The use of a new non-resorbable cell occlusive membrane to improve bone preservation and augmentation

Alfonso Caiazzo

In this webinar the speaker will present clinical cases demonstrating the excellence achieved.
Bone resorption can be considered as a pitfall to achieve excellent results in oral rehabilitation with dental implants. Soon after a tooth extraction, a physiological bone remodeling starts and it lasts for about 16 to 24 weeks. This remodeling might result in a certain bone resorption that can jeopardize the final clinical outcome or compromise the implant placement in a prosthetically driven position.
Many techniques and different materials have been used to augment the alveolar bone either simultaneously or before implant placement.
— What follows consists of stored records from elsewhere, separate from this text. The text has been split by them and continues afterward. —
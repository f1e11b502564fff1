//! Session aggregation: drives the per-frame pipeline for one workout and
//! collects its repetitions into a summary.

use crate::angles::{compute_angles, AngleMap};
use crate::error::{EngineError, Result};
use crate::landmark::LandmarkFrame;
use crate::posture::{classify_angle, mean_angle, AngleSmoother, Posture};
use crate::profile::ExerciseProfile;
use crate::repetition::RepStateMachine;
use crate::scoring::score_form;
use crate::util::{mean, round_to};
use serde::{Deserialize, Serialize};
use tracing::{info, trace, warn};

/// User-facing hint attached to every processed frame.
#[derive(
    Debug, Clone, Copy, PartialEq, Eq, Serialize, Deserialize, strum_macros::Display,
)]
#[serde(rename_all = "kebab-case")]
#[strum(serialize_all = "kebab-case")]
pub enum Feedback {
    Reposition,
    InExtended,
    InFlexed,
    Transitioning,
}

impl Feedback {
    pub fn for_posture(posture: Posture) -> Self {
        match posture {
            Posture::Extended => Feedback::InExtended,
            Posture::Flexed => Feedback::InFlexed,
            Posture::Transitional => Feedback::Transitioning,
        }
    }

    pub fn message(&self) -> &'static str {
        match self {
            Feedback::Reposition => "Position yourself better in the camera view",
            Feedback::InExtended => "Good position! Now go down",
            Feedback::InFlexed => "Perfect! Now push/pull up",
            Feedback::Transitioning => "Keep going...",
        }
    }
}

/// One completed repetition. Also emitted as the per-rep event.
#[derive(Debug, Clone, PartialEq, Serialize, Deserialize)]
pub struct RepetitionRecord {
    /// 1-based, gapless within a session
    pub sequence: u32,
    pub accuracy: u8,
    pub angles: AngleMap,
    pub timestamp_ms: u64,
}

/// Per-frame state event.
#[derive(Debug, Clone, Copy, PartialEq, Serialize, Deserialize)]
pub struct StateEvent {
    pub timestamp_ms: u64,
    pub posture: Posture,
    pub rep_count: usize,
    pub feedback: Feedback,
}

#[derive(Debug, Clone, PartialEq)]
pub struct FrameOutcome {
    pub state: StateEvent,
    pub rep: Option<RepetitionRecord>,
}

#[derive(
    Debug, Clone, Copy, PartialEq, Eq, Serialize, Deserialize, strum_macros::Display,
)]
#[serde(rename_all = "snake_case")]
#[strum(serialize_all = "snake_case")]
pub enum Intensity {
    Low,
    Moderate,
    High,
    VeryHigh,
}

/// Finalized workout, the only object handed to storage.
#[derive(Debug, Clone, PartialEq, Serialize, Deserialize)]
pub struct SessionSummary {
    pub exercise: String,
    pub started_at_ms: u64,
    pub ended_at_ms: u64,
    pub duration_secs: f64,
    pub rep_count: usize,
    pub mean_accuracy: f64,
    pub records: Vec<RepetitionRecord>,
}

impl SessionSummary {
    /// Rough energy estimate from per-rep constants.
    pub fn calories_burned(&self) -> u32 {
        let per_rep = match self.exercise.as_str() {
            "pushup" => 0.5,
            "pullup" => 1.0,
            "squat" => 0.4,
            _ => 0.5,
        };
        (self.rep_count as f64 * per_rep).round() as u32
    }

    pub fn reps_per_minute(&self) -> Option<f64> {
        (self.duration_secs > 0.0).then(|| self.rep_count as f64 / (self.duration_secs / 60.0))
    }

    pub fn intensity(&self) -> Intensity {
        match self.reps_per_minute() {
            Some(rpm) if rpm < 10.0 => Intensity::Low,
            Some(rpm) if rpm < 20.0 => Intensity::Moderate,
            Some(rpm) if rpm < 30.0 => Intensity::High,
            _ => Intensity::VeryHigh,
        }
    }
}

#[derive(Debug)]
struct ActiveSession {
    profile: ExerciseProfile,
    machine: RepStateMachine,
    smoother: Option<AngleSmoother>,
    started_at_ms: u64,
    records: Vec<RepetitionRecord>,
    last_feedback: Feedback,
}

impl ActiveSession {
    fn state_event(&self, timestamp_ms: u64) -> StateEvent {
        StateEvent {
            timestamp_ms,
            posture: self.machine.current(),
            rep_count: self.records.len(),
            feedback: self.last_feedback,
        }
    }

    fn mean_accuracy(&self) -> Option<f64> {
        let scores: Vec<f64> = self.records.iter().map(|r| f64::from(r.accuracy)).collect();
        mean(&scores)
    }
}

/// Owns the working state of at most one workout at a time.
#[derive(Debug, Default)]
pub struct SessionAggregator {
    active: Option<ActiveSession>,
    smoothing_alpha: Option<f64>,
}

impl SessionAggregator {
    pub fn new() -> Self {
        Self::default()
    }

    /// Smooth the mean angle with the given weight before classification.
    pub fn with_smoothing(alpha: Option<f64>) -> Self {
        Self {
            active: None,
            smoothing_alpha: alpha,
        }
    }

    pub fn is_active(&self) -> bool {
        self.active.is_some()
    }

    pub fn exercise(&self) -> Option<&str> {
        self.active.as_ref().map(|s| s.profile.id.as_str())
    }

    pub fn rep_count(&self) -> Option<usize> {
        self.active.as_ref().map(|s| s.records.len())
    }

    pub fn posture(&self) -> Option<Posture> {
        self.active.as_ref().map(|s| s.machine.current())
    }

    pub fn records(&self) -> Option<&[RepetitionRecord]> {
        self.active.as_ref().map(|s| s.records.as_slice())
    }

    /// Running mean accuracy of the reps so far.
    pub fn running_accuracy(&self) -> Option<f64> {
        self.active.as_ref().and_then(ActiveSession::mean_accuracy)
    }

    /// Begin a workout with `profile`, captured at `at_ms` on the frame clock.
    pub fn start(&mut self, profile: &ExerciseProfile, at_ms: u64) -> Result<()> {
        if let Some(active) = &self.active {
            warn!(exercise = %active.profile.id, "start rejected: session already active");
            return Err(EngineError::SessionState(format!(
                "a {} session is already active",
                active.profile.id
            )));
        }
        profile.validate()?;

        self.active = Some(ActiveSession {
            profile: profile.clone(),
            machine: RepStateMachine::new(profile.min_dwell_ms),
            smoother: self.smoothing_alpha.map(AngleSmoother::new),
            started_at_ms: at_ms,
            records: Vec::new(),
            last_feedback: Feedback::InExtended,
        });
        info!(exercise = %profile.id, at_ms, "session started");
        Ok(())
    }

    /// Run one frame through angle measurement, classification, the state
    /// machine and (on a completed rep) scoring.
    pub fn on_frame(&mut self, frame: &LandmarkFrame) -> Result<FrameOutcome> {
        let session = self.active.as_mut().ok_or_else(|| {
            EngineError::SessionState("frame received with no active session".into())
        })?;
        let now = frame.timestamp_ms;

        let angles = compute_angles(frame, &session.profile);
        let Some(raw_mean) = mean_angle(&angles) else {
            trace!(at_ms = now, "insufficient landmarks; asking user to reposition");
            session.last_feedback = Feedback::Reposition;
            return Ok(FrameOutcome {
                state: session.state_event(now),
                rep: None,
            });
        };

        let signal = match session.smoother.as_mut() {
            Some(smoother) => smoother.update(raw_mean),
            None => raw_mean,
        };
        let posture = classify_angle(signal, &session.profile);
        session.last_feedback = Feedback::for_posture(posture);

        let rep = if session.machine.observe(posture, now).completes_rep() {
            let record = RepetitionRecord {
                sequence: session.records.len() as u32 + 1,
                accuracy: score_form(&angles, &session.profile),
                angles,
                timestamp_ms: now,
            };
            info!(
                exercise = %session.profile.id,
                sequence = record.sequence,
                accuracy = record.accuracy,
                "repetition completed"
            );
            session.records.push(record.clone());
            Some(record)
        } else {
            None
        };

        Ok(FrameOutcome {
            state: session.state_event(now),
            rep,
        })
    }

    /// Finalize the active workout at `at_ms` and clear working state.
    ///
    /// With zero reps the session stays active so the caller can keep going
    /// or [`abandon`](Self::abandon) it.
    pub fn stop(&mut self, at_ms: u64) -> Result<SessionSummary> {
        let session = self.active.take().ok_or_else(|| {
            EngineError::SessionState("stop requested with no active session".into())
        })?;
        let Some(mean_accuracy) = session.mean_accuracy() else {
            warn!(exercise = %session.profile.id, "stop rejected: no repetitions recorded");
            self.active = Some(session);
            return Err(EngineError::EmptySession);
        };

        let duration_ms = at_ms.saturating_sub(session.started_at_ms);
        let summary = SessionSummary {
            exercise: session.profile.id,
            started_at_ms: session.started_at_ms,
            ended_at_ms: at_ms,
            duration_secs: duration_ms as f64 / 1000.0,
            rep_count: session.records.len(),
            mean_accuracy: round_to(mean_accuracy, 2),
            records: session.records,
        };
        info!(
            exercise = %summary.exercise,
            reps = summary.rep_count,
            mean_accuracy = summary.mean_accuracy,
            duration_secs = summary.duration_secs,
            "session finished"
        );
        Ok(summary)
    }

    /// Drop the active workout without producing a summary.
    pub fn abandon(&mut self) -> bool {
        match self.active.take() {
            Some(session) => {
                info!(
                    exercise = %session.profile.id,
                    reps = session.records.len(),
                    "session abandoned"
                );
                true
            }
            None => false,
        }
    }
}
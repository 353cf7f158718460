//! Shared workflow context
//!
//! Everything a workflow needs from the host, passed explicitly. The
//! capability registry is the only part that changes after startup.

use std::path::{Path, PathBuf};
use std::sync::Arc;

use anyhow::Result;
use tokio_util::task::TaskTracker;
use vira_agent::config::{McpConfig, ViraFileConfig};
use vira_agent::llm::build_backend;
use vira_agent::mcp::McpConnector;
use vira_agent::{CapabilityConnector, CapabilityRegistry, LlmBackend, ModelCatalog};

#[derive(Clone)]
pub struct WorkflowContext {
    pub capabilities: Arc<CapabilityRegistry>,
    pub connector: Arc<dyn CapabilityConnector>,
    pub backend: Arc<dyn LlmBackend>,
    pub models: Arc<ModelCatalog>,
    /// Directory granted to the filesystem provider
    pub workspace_dir: PathBuf,
    /// Connection releases forced by cancellation
    pub releases: TaskTracker,
}

impl WorkflowContext {
    pub fn new(
        capabilities: Arc<CapabilityRegistry>,
        connector: Arc<dyn CapabilityConnector>,
        backend: Arc<dyn LlmBackend>,
        models: ModelCatalog,
    ) -> Self {
        Self {
            capabilities,
            connector,
            backend,
            models: Arc::new(models),
            workspace_dir: PathBuf::from("."),
            releases: TaskTracker::new(),
        }
    }

    /// Same collaborators, with a release tracker of its own
    pub fn for_invocation(&self) -> Self {
        Self {
            releases: TaskTracker::new(),
            ..self.clone()
        }
    }

    pub fn with_workspace_dir(mut self, dir: impl Into<PathBuf>) -> Self {
        self.workspace_dir = dir.into();
        self
    }

    /// Build the production context from `.vira.toml` and `.mcp.json`
    pub fn from_config(config: &ViraFileConfig, mcp: Option<McpConfig>) -> Result<Self> {
        let capabilities = match mcp {
            Some(mcp) => CapabilityRegistry::from_config(mcp),
            None => {
                tracing::info!("No capability providers configured");
                CapabilityRegistry::new()
            }
        };

        let backend = build_backend(&config.llm)?;
        tracing::info!("Using {} backend at {}", backend.kind(), config.llm.url);

        Ok(Self::new(
            Arc::new(capabilities),
            Arc::new(McpConnector::new()),
            backend,
            config.model_catalog()?,
        )
        .with_workspace_dir(config.workspace_dir()?))
    }

    pub fn workspace_dir(&self) -> &Path {
        &self.workspace_dir
    }

    /// Grant the workspace directory to a provider (idempotent)
    pub fn grant_workspace(&self, capability: &str) {
        let dir = self.workspace_dir.to_string_lossy();
        self.capabilities.augment_args(capability, &[dir.as_ref()]);
    }
}

impl std::fmt::Debug for WorkflowContext {
    fn fmt(&self, f: &mut std::fmt::Formatter<'_>) -> std::fmt::Result {
        f.debug_struct("WorkflowContext")
            .field("capabilities", &self.capabilities.available_names())
            .field("backend", &self.backend.kind())
            .field("models", &self.models.variants().len())
            .field("workspace_dir", &self.workspace_dir)
            .field("pending_releases", &self.releases.len())
            .finish()
    }
}
//! Configuration through agent lifecycle, without external processes

use std::sync::atomic::{AtomicUsize, Ordering};
use std::sync::Arc;

use anyhow::Result;
use async_trait::async_trait;

use vira_agent::config::{McpConfig, ViraFileConfig};
use vira_agent::{
    Agent, AgentError, CapabilityConnector, CapabilityProvider, CapabilityRegistry, CapabilitySession,
    FailureKind, GenerateRequest, LlmBackend, ModelPreferences, RequestParams,
};

#[derive(Default)]
struct TrackingConnector {
    live: Arc<AtomicUsize>,
}

struct TrackedSession {
    name: String,
    live: Arc<AtomicUsize>,
}

#[async_trait]
impl CapabilitySession for TrackedSession {
    fn capability(&self) -> &str {
        &self.name
    }

    async fn close(self: Box<Self>) -> Result<()> {
        self.live.fetch_sub(1, Ordering::SeqCst);
        Ok(())
    }
}

#[async_trait]
impl CapabilityConnector for TrackingConnector {
    async fn connect(&self, provider: &CapabilityProvider) -> Result<Box<dyn CapabilitySession>> {
        self.live.fetch_add(1, Ordering::SeqCst);
        Ok(Box::new(TrackedSession {
            name: provider.name.clone(),
            live: Arc::clone(&self.live),
        }))
    }
}

/// Answers with the model it was asked to use
struct ModelEcho;

#[async_trait]
impl LlmBackend for ModelEcho {
    fn kind(&self) -> &str {
        "ollama"
    }

    async fn generate(&self, request: GenerateRequest) -> Result<String> {
        Ok(request.model)
    }
}

fn write_configs(dir: &std::path::Path) {
    std::fs::write(
        dir.join(".mcp.json"),
        r#"{
            "mcpServers": {
                "filesystem": { "command": "npx", "args": ["-y", "@modelcontextprotocol/server-filesystem"] },
                "fetch": { "command": "uvx", "args": ["mcp-server-fetch"], "disabled": true }
            }
        }"#,
    )
    .unwrap();
    std::fs::write(
        dir.join(".vira.toml"),
        r#"
        [[models]]
        name = "fast"
        backend = "ollama"
        capability = 0.5
        cost = 0.1
        latency = 0.1

        [[models]]
        name = "smart"
        backend = "ollama"
        capability = 0.95
        cost = 0.7
        latency = 0.8
        "#,
    )
    .unwrap();
}

#[tokio::test]
async fn test_configured_agent_runs_and_releases() {
    let dir = tempfile::tempdir().unwrap();
    write_configs(dir.path());

    let mcp = McpConfig::load_from_dir(dir.path()).unwrap().unwrap();
    let registry = CapabilityRegistry::from_config(mcp);
    let catalog = ViraFileConfig::load_from_dir(dir.path())
        .unwrap()
        .model_catalog()
        .unwrap();
    let connector = TrackingConnector::default();

    // fetch is disabled, so only filesystem survives scoping
    let agent = Agent::new("researcher", "Research").scope_to(&registry, &["filesystem", "fetch"]);
    assert_eq!(agent.capabilities(), ["filesystem".to_string()]);

    for (prefs, expected) in [
        (ModelPreferences::new(1.0, 0.0, 0.0).unwrap(), "smart"),
        (ModelPreferences::new(0.2, 0.4, 0.4).unwrap(), "fast"),
    ] {
        let params = RequestParams::new(prefs);
        let catalog = catalog.clone();
        let live = Arc::clone(&connector.live);

        let model = agent
            .with_connection(&registry, &connector, move |conn| {
                Box::pin(async move {
                    assert_eq!(conn.connected_capabilities(), vec!["filesystem"]);
                    assert_eq!(live.load(Ordering::SeqCst), 1);
                    let binding =
                        conn.attach_model(Arc::new(ModelEcho), &catalog, &params.model_preferences)?;
                    binding.generate("go", &params).await
                })
            })
            .await
            .unwrap();

        assert_eq!(model, expected);
        assert_eq!(connector.live.load(Ordering::SeqCst), 0);
    }
}

#[tokio::test]
async fn test_invalid_preferences_fail_selection() {
    let registry = CapabilityRegistry::new();
    let connector = TrackingConnector::default();
    let catalog = vira_agent::ModelCatalog::builtin();
    let zero = ModelPreferences {
        intelligence_priority: 0.0,
        cost_priority: 0.0,
        speed_priority: 0.0,
    };

    let err = Agent::new("planner", "Plan")
        .with_connection(&registry, &connector, move |conn| {
            Box::pin(async move {
                conn.attach_model(Arc::new(ModelEcho), &catalog, &zero)?;
                Ok::<_, AgentError>(())
            })
        })
        .await
        .unwrap_err();

    assert_eq!(err.kind(), FailureKind::InvalidInput);
}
The socket preservation techniques have become very popular in order to counteract the physiological bone resorption. In this case a primary closure is not attempted. In so doing this will leave the surgical site exposed to the oral cavity. A cell occlusive membrane can be used to avoid any contamination of the grafting material, most of the membranes utilized in these cases are resorbable. One of the main properties of these membranes is the fast resorption in case of exposure to the oral cavity, this will impede infection and bacterial contamination of the site.
Recently a new non-resorbable membrane has been launched on the market, differently from the ePTFE membranes this new product will not be contaminated by pathogenic bacteria if exposed to the oral cavity. Because of this, the new membrane may be ideal for Socket Preservation and for a GBR technique in cases where the risk of membrane exposure is very high.